-- Opening Marker --

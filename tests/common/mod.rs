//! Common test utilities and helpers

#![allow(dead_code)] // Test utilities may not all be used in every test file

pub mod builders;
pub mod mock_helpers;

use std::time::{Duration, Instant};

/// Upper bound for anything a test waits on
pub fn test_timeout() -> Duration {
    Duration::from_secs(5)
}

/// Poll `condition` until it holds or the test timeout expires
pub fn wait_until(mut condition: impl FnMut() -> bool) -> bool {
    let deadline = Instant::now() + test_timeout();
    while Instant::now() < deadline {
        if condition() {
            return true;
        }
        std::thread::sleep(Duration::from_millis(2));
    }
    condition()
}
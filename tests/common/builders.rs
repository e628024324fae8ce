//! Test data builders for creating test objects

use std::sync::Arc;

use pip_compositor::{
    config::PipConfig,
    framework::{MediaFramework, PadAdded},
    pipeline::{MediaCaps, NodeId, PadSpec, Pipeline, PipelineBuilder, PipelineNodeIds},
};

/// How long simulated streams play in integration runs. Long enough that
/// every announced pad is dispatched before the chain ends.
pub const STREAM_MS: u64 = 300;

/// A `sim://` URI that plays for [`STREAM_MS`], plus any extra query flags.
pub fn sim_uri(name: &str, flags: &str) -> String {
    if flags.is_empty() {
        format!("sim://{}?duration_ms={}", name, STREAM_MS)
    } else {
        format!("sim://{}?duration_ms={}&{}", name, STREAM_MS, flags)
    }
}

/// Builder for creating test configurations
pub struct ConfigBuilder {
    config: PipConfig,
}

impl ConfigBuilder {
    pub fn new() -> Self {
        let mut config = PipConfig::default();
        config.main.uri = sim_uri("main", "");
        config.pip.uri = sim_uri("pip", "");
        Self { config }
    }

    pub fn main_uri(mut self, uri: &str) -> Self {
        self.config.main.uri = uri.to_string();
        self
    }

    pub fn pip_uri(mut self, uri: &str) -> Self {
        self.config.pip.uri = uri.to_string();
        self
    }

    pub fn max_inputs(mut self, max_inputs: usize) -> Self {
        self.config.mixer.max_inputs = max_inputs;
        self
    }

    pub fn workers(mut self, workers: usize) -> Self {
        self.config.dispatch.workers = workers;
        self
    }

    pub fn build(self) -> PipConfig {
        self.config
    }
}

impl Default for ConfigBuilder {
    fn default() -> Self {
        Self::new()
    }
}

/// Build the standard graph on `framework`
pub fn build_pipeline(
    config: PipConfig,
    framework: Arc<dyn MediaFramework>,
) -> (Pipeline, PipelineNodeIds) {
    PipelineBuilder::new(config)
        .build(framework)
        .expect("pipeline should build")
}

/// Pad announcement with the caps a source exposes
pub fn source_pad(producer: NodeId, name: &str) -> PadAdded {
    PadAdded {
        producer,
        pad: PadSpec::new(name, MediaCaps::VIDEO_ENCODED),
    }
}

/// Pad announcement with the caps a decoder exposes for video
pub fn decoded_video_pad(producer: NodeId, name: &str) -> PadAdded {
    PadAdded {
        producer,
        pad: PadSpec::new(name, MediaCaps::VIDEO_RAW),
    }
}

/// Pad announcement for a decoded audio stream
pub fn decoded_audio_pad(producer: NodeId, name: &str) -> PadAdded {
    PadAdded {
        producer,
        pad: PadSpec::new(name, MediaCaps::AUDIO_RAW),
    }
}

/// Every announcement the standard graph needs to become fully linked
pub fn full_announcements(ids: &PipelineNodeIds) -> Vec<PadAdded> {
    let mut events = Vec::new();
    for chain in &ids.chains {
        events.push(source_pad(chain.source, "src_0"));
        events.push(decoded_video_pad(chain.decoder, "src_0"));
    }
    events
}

-- Closing Marker --

- [WHAT YOU HAVE TO DO]
For the data above, give the number of lines in which the word "tests" appears, and nothing more.

- [EXPECTED ANSWER]
2